- **Exercise**:
Report every line of the entries that contains the word "Result".

- **Data for processing**:

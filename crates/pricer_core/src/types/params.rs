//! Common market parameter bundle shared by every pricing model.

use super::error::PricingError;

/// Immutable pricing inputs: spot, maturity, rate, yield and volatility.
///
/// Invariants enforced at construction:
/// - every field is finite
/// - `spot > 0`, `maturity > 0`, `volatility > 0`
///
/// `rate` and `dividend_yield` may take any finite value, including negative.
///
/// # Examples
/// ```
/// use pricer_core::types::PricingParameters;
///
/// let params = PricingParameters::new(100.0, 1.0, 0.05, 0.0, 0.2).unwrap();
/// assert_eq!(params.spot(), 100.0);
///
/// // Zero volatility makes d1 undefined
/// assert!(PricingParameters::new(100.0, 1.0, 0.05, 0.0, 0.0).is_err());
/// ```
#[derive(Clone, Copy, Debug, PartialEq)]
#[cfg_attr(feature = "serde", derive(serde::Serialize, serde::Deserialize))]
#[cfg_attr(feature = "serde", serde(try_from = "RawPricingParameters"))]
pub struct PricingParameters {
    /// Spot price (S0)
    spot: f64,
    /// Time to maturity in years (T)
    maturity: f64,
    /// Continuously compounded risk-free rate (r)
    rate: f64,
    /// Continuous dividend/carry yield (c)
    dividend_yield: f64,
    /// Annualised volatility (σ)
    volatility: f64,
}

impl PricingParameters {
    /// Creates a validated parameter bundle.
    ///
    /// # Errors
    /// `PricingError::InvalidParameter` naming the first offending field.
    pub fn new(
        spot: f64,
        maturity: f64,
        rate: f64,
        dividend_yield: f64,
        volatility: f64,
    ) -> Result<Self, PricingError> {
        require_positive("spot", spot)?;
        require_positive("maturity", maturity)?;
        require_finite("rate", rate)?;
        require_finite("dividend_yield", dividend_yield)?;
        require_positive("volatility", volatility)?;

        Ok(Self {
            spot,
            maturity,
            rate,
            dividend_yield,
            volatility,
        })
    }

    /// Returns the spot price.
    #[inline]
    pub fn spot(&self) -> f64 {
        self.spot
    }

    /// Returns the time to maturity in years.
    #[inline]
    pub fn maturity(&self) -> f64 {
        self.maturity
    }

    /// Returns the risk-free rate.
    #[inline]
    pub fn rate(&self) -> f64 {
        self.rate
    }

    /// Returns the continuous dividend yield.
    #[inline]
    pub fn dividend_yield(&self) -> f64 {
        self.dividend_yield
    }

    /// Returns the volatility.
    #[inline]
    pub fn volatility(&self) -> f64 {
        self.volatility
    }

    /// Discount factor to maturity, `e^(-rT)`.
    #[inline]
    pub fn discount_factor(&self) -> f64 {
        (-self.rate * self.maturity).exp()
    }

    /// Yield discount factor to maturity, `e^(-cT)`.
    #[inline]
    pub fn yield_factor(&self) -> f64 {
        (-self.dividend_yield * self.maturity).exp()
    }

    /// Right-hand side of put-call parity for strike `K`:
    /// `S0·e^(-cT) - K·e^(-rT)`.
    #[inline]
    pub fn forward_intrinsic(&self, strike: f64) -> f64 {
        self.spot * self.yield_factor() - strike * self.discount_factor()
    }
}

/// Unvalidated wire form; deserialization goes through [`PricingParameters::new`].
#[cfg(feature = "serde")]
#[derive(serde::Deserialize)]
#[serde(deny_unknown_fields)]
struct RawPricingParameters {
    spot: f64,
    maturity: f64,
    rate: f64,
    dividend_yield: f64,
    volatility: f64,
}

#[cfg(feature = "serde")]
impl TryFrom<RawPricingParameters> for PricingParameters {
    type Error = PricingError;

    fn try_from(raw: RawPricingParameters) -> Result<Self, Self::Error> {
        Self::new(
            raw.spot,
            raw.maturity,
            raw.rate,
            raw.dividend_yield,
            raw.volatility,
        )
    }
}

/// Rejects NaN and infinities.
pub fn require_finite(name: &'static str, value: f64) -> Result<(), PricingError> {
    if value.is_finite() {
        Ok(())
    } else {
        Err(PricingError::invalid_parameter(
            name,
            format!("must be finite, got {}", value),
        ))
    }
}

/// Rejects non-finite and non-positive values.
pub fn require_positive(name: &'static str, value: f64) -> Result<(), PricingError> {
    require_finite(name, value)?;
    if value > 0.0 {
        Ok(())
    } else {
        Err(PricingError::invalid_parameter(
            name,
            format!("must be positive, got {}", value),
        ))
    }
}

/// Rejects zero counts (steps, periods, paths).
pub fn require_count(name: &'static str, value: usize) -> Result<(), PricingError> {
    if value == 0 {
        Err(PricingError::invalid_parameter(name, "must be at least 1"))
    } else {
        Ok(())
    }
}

- **Answer box**:
    ) -> Result<Self, PricingError> {
    fn try_from(raw: RawPricingParameters) -> Result<Self, Self::Error> {
pub fn require_finite(name: &'static str, value: f64) -> Result<(), PricingError> {
pub fn require_positive(name: &'static str, value: f64) -> Result<(), PricingError> {
pub fn require_count(name: &'static str, value: usize) -> Result<(), PricingError> {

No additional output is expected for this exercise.